Thinking about the Sublime

(one of my foundational early encounters with the sublime through literature)
“Sublime” means elevated, inspiring awe, lofty, grand, exalted, transcendent, wondrous, marvellous.
My interest in the sublime began with Shakespeare’s Macbeth in grade 11 and Hamlet in grade 12. Also in grade 12, I studied Keats’ Odes and Wordsworth’s “Tintern Abbey” which opened up large, lofty, transcendent views of humans and Nature, which led directly to university English studies, a career teaching high-school English, and a life-long interest in drama and poetry.
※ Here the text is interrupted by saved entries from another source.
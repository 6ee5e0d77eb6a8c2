// SPDX-FileCopyrightText: 2026 Pollgate Contributors
// SPDX-License-Identifier: MIT OR Apache-2.0

//! Configuration loader using Figment for layered config merging.
//!
//! Supports XDG hierarchy: `./pollgate.toml` > `~/.config/pollgate/pollgate.toml` > `/etc/pollgate/pollgate.toml`
//! with environment variable overrides via `POLLGATE_` prefix.

#![allow(clippy::result_large_err)] // figment::Error is external and cannot be boxed without wrapper

use std::path::Path;

use figment::{
    providers::{Env, Format, Serialized, Toml},
    Figment,
};

use crate::model::PollgateConfig;

/// Load configuration from the standard XDG hierarchy with env var overrides.
///
/// Merge order (later overrides earlier):
/// 1. Compiled defaults
/// 2. `/etc/pollgate/pollgate.toml` (system-wide)
/// 3. `~/.config/pollgate/pollgate.toml` (user XDG config)
/// 4. `./pollgate.toml` (local directory)
/// 5. `POLLGATE_*` environment variables
pub fn load_config() -> Result<PollgateConfig, figment::Error> {
    build_figment().extract()
}

/// Load configuration from a TOML string only (no files, no env).
///
/// Used for testing and explicit configuration.
pub fn load_config_from_str(toml_content: &str) -> Result<PollgateConfig, figment::Error> {
    Figment::new()
        .merge(Serialized::defaults(PollgateConfig::default()))
        .merge(Toml::string(toml_content))
        .extract()
}

/// Load configuration from a specific file path with env var overrides.
pub fn load_config_from_path(path: &Path) -> Result<PollgateConfig, figment::Error> {
    Figment::new()
        .merge(Serialized::defaults(PollgateConfig::default()))
        .merge(Toml::file(path))
        .merge(env_provider())
        .extract()
}

/// Build the Figment used internally for config loading.
pub fn build_figment() -> Figment {
    Figment::new()
        .merge(Serialized::defaults(PollgateConfig::default()))
        .merge(Toml::file("/etc/pollgate/pollgate.toml"))
        .merge(Toml::file(
            dirs::config_dir()
                .map(|d| d.join("pollgate/pollgate.toml"))
                .unwrap_or_default(),
        ))
        .merge(Toml::file("pollgate.toml"))
        .merge(env_provider())
}

/// Top-level config sections reachable from the environment.
const ENV_SECTIONS: [&str; 5] = ["service", "telegram", "storage", "gateway", "delivery"];

/// Environment provider with explicit section-to-dot mapping.
///
/// Uses `Env::map()` rather than `Env::split("_")` because key names contain
/// underscores: `POLLGATE_TELEGRAM_BOT_TOKEN` must map to `telegram.bot_token`.
/// Figment hands the key over with its original case, so it is lowercased
/// before the section prefix is matched.
fn env_provider() -> Env {
    Env::prefixed("POLLGATE_").map(|key| env_key_to_path(key.as_str()).into())
}

/// `TELEGRAM_BOT_TOKEN` -> `telegram.bot_token`. Keys outside a known section
/// are only lowercased and fail extraction as unknown fields.
fn env_key_to_path(key: &str) -> String {
    let key = key.to_ascii_lowercase();
    for section in ENV_SECTIONS {
        if let Some(field) = key
            .strip_prefix(section)
            .and_then(|rest| rest.strip_prefix('_'))
        {
            return format!("{section}.{field}");
        }
    }
    key
}
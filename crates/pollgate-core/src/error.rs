// SPDX-FileCopyrightText: 2026 Pollgate Contributors
// SPDX-License-Identifier: MIT OR Apache-2.0

//! Error types for Pollgate.

use thiserror::Error;

/// The primary error type used across all Pollgate adapter traits and core operations.
#[derive(Debug, Error)]
pub enum PollgateError {
    /// Configuration errors (invalid TOML, missing required fields, type mismatches).
    #[error("configuration error: {0}")]
    Config(String),

    /// A record, delivery mapping, or cache entry does not exist (or has expired).
    #[error("{kind} not found: {id}")]
    NotFound { kind: &'static str, id: String },

    /// A delivery for this (request, chat) pair is already recorded.
    #[error("delivery of request {request_id} to chat {chat_id} already recorded")]
    AlreadyRecorded { request_id: String, chat_id: i64 },

    /// The backing store failed (connection, query, serialization).
    #[error("store unavailable: {source}")]
    StoreUnavailable {
        source: Box<dyn std::error::Error + Send + Sync>,
    },

    /// The store was used after `close()`.
    #[error("store is closed")]
    StoreClosed,

    /// The chat transport failed to deliver or receive.
    #[error("transport error: {message}")]
    Transport {
        message: String,
        source: Option<Box<dyn std::error::Error + Send + Sync>>,
    },

    /// User-submitted data failed validation.
    #[error("validation error: {0}")]
    Validation(String),

    /// Internal or unexpected errors.
    #[error("internal error: {0}")]
    Internal(String),
}

impl PollgateError {
    /// Shorthand for a missing record.
    pub fn record_not_found(id: impl Into<String>) -> Self {
        Self::NotFound {
            kind: "record",
            id: id.into(),
        }
    }

    /// Shorthand for an unknown poll id in the correlation index.
    pub fn poll_not_found(poll_id: impl Into<String>) -> Self {
        Self::NotFound {
            kind: "poll",
            id: poll_id.into(),
        }
    }

    /// Wraps any error as [`PollgateError::StoreUnavailable`].
    pub fn store<E>(err: E) -> Self
    where
        E: std::error::Error + Send + Sync + 'static,
    {
        Self::StoreUnavailable {
            source: Box::new(err),
        }
    }

    pub fn is_not_found(&self) -> bool {
        matches!(self, Self::NotFound { .. })
    }

    pub fn is_already_recorded(&self) -> bool {
        matches!(self, Self::AlreadyRecorded { .. })
    }
}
Later, I expanded my studies in the Arts to include classical and jazz music, both of which contain sublime audial experiences such as Beethoven’s Fifth Symphony and Stan Getz and Kenny Barron’s People Time CDs. I also found the sublime in the visual arts such as Michelangelo’s “David” and the Gustave Dore engravings for Coleridge’s “Rime of the Ancient Mariner”
*Typically “the sublime” refers either to the very beautiful (most common version) or the terrifying/that which inspires elevated fear.
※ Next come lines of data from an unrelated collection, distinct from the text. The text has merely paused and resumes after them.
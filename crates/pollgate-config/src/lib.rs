// SPDX-FileCopyrightText: 2026 Pollgate Contributors
// SPDX-License-Identifier: MIT OR Apache-2.0

//! Configuration system for Pollgate.
//!
//! Provides TOML configuration parsing with strict validation (`deny_unknown_fields`),
//! XDG file hierarchy lookup, `POLLGATE_*` environment overrides, and miette
//! diagnostics with typo suggestions.
//!
//! # Usage
//!
//! ```no_run
//! use pollgate_config::load_and_validate;
//!
//! let config = load_and_validate().expect("config errors");
//! println!("listening on {}:{}", config.gateway.host, config.gateway.port);
//! ```

pub mod diagnostic;
pub mod loader;
pub mod model;
pub mod validation;

pub use diagnostic::{ConfigError, render_errors};
pub use loader::{load_config, load_config_from_path, load_config_from_str};
pub use model::{
    DeliveryConfig, GatewayConfig, PollgateConfig, ServiceConfig, StorageBackend, StorageConfig,
    TelegramConfig,
};
pub use validation::{validate_config, validate_for_serve};

/// Load configuration from the XDG hierarchy and validate it.
///
/// Figment errors are turned into diagnostics with source spans taken from
/// whichever config files exist on disk.
pub fn load_and_validate() -> Result<PollgateConfig, Vec<ConfigError>> {
    match loader::load_config() {
        Ok(config) => {
            validation::validate_config(&config)?;
            Ok(config)
        }
        Err(err) => {
            let toml_sources = collect_toml_sources();
            Err(diagnostic::figment_to_config_errors(err, &toml_sources))
        }
    }
}

/// Load configuration from an explicit file (plus env overrides) and validate it.
pub fn load_and_validate_path(
    path: &std::path::Path,
) -> Result<PollgateConfig, Vec<ConfigError>> {
    match loader::load_config_from_path(path) {
        Ok(config) => {
            validation::validate_config(&config)?;
            Ok(config)
        }
        Err(err) => {
            let sources = std::fs::read_to_string(path)
                .map(|content| vec![(path.display().to_string(), content)])
                .unwrap_or_default();
            Err(diagnostic::figment_to_config_errors(err, &sources))
        }
    }
}

/// Load configuration from a TOML string and validate it.
pub fn load_and_validate_str(toml_content: &str) -> Result<PollgateConfig, Vec<ConfigError>> {
    match loader::load_config_from_str(toml_content) {
        Ok(config) => {
            validation::validate_config(&config)?;
            Ok(config)
        }
        Err(err) => {
            let sources = vec![("<inline>".to_string(), toml_content.to_string())];
            Err(diagnostic::figment_to_config_errors(err, &sources))
        }
    }
}

fn collect_toml_sources() -> Vec<(String, String)> {
    let mut sources = Vec::new();

    if let Ok(content) = std::fs::read_to_string("pollgate.toml") {
        let path = std::env::current_dir()
            .map(|d| d.join("pollgate.toml").display().to_string())
            .unwrap_or_else(|_| "pollgate.toml".to_string());
        sources.push((path, content));
    }

    if let Some(config_dir) = dirs::config_dir() {
        let path = config_dir.join("pollgate/pollgate.toml");
        if let Ok(content) = std::fs::read_to_string(&path) {
            sources.push((path.display().to_string(), content));
        }
    }

    let system_path = std::path::Path::new("/etc/pollgate/pollgate.toml");
    if let Ok(content) = std::fs::read_to_string(system_path) {
        sources.push((system_path.display().to_string(), content));
    }

    sources
}
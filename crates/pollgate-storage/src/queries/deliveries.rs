// SPDX-FileCopyrightText: 2026 Pollgate Contributors
// SPDX-License-Identifier: MIT OR Apache-2.0

//! Delivery mapping operations backing the correlation index.

use pollgate_core::{ChatId, DeliveryMapping, PollgateError, RecordId};
use rusqlite::{OptionalExtension, params};

use crate::database::{Database, map_tr_err};
use crate::models::{DELIVERY_COLUMNS, encode_time, mapping_from_row};

/// Inserts a mapping. Returns `false` if the (request, chat) pair already had one.
pub async fn insert(db: &Database, mapping: &DeliveryMapping) -> Result<bool, PollgateError> {
    let mapping = mapping.clone();
    db.connection()?
        .call(move |conn| {
            let inserted = conn.execute(
                "INSERT INTO deliveries (request_id, chat_id, poll_id, message_id, delivered_at)
                 VALUES (?1, ?2, ?3, ?4, ?5)
                 ON CONFLICT(request_id, chat_id) DO NOTHING",
                params![
                    mapping.request_id.as_str(),
                    mapping.chat_id.0,
                    mapping.poll_id,
                    mapping.message_id,
                    encode_time(&mapping.delivered_at),
                ],
            )?;
            Ok(inserted == 1)
        })
        .await
        .map_err(map_tr_err)
}

pub async fn exists(
    db: &Database,
    request_id: &RecordId,
    chat_id: ChatId,
) -> Result<bool, PollgateError> {
    let request_id = request_id.as_str().to_string();
    db.connection()?
        .call(move |conn| {
            let found = conn
                .query_row(
                    "SELECT 1 FROM deliveries WHERE request_id = ?1 AND chat_id = ?2",
                    params![request_id, chat_id.0],
                    |_| Ok(()),
                )
                .optional()?;
            Ok(found.is_some())
        })
        .await
        .map_err(map_tr_err)
}

pub async fn find_by_poll(
    db: &Database,
    poll_id: &str,
) -> Result<Option<DeliveryMapping>, PollgateError> {
    let poll_id = poll_id.to_string();
    db.connection()?
        .call(move |conn| {
            let mut stmt = conn.prepare(&format!(
                "SELECT {DELIVERY_COLUMNS} FROM deliveries WHERE poll_id = ?1"
            ))?;
            stmt.query_row(params![poll_id], mapping_from_row).optional()
        })
        .await
        .map_err(map_tr_err)
}

/// Deletes and returns every mapping of a request in one transaction.
pub async fn take_all(
    db: &Database,
    request_id: &RecordId,
) -> Result<Vec<DeliveryMapping>, PollgateError> {
    let request_id = request_id.as_str().to_string();
    db.connection()?
        .call(move |conn| {
            let tx = conn.transaction()?;
            let mappings = {
                let mut stmt = tx.prepare(&format!(
                    "SELECT {DELIVERY_COLUMNS} FROM deliveries WHERE request_id = ?1 ORDER BY chat_id"
                ))?;
                stmt.query_map(params![request_id], mapping_from_row)?
                    .collect::<Result<Vec<_>, _>>()?
            };
            tx.execute(
                "DELETE FROM deliveries WHERE request_id = ?1",
                params![request_id],
            )?;
            tx.commit()?;
            Ok(mappings)
        })
        .await
        .map_err(map_tr_err)
}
Keats’ “Ode on a Grecian Urn”, Tchaikovsky’s Nutcracker Suite, and da Vinci’s “Mona Lisa” would be examples the beautiful sublime. Coleridge’s “Rime of the Ancient Mariner”, Picasso’s “Guernica”, and Bernard Herrmann’s Psycho shower scene music would be examples of the terror version of the sublime. (It’s worth noting that there are also  beautiful sublime feature films as well as sublime terror films.)
Looking back at what I have enjoyed and learned from, it would be the sublime works of art which have influenced my life and sensibility most of all. (As well as sublime natural settings, sublime experiences, and sublime moments from interpersonal relationships.)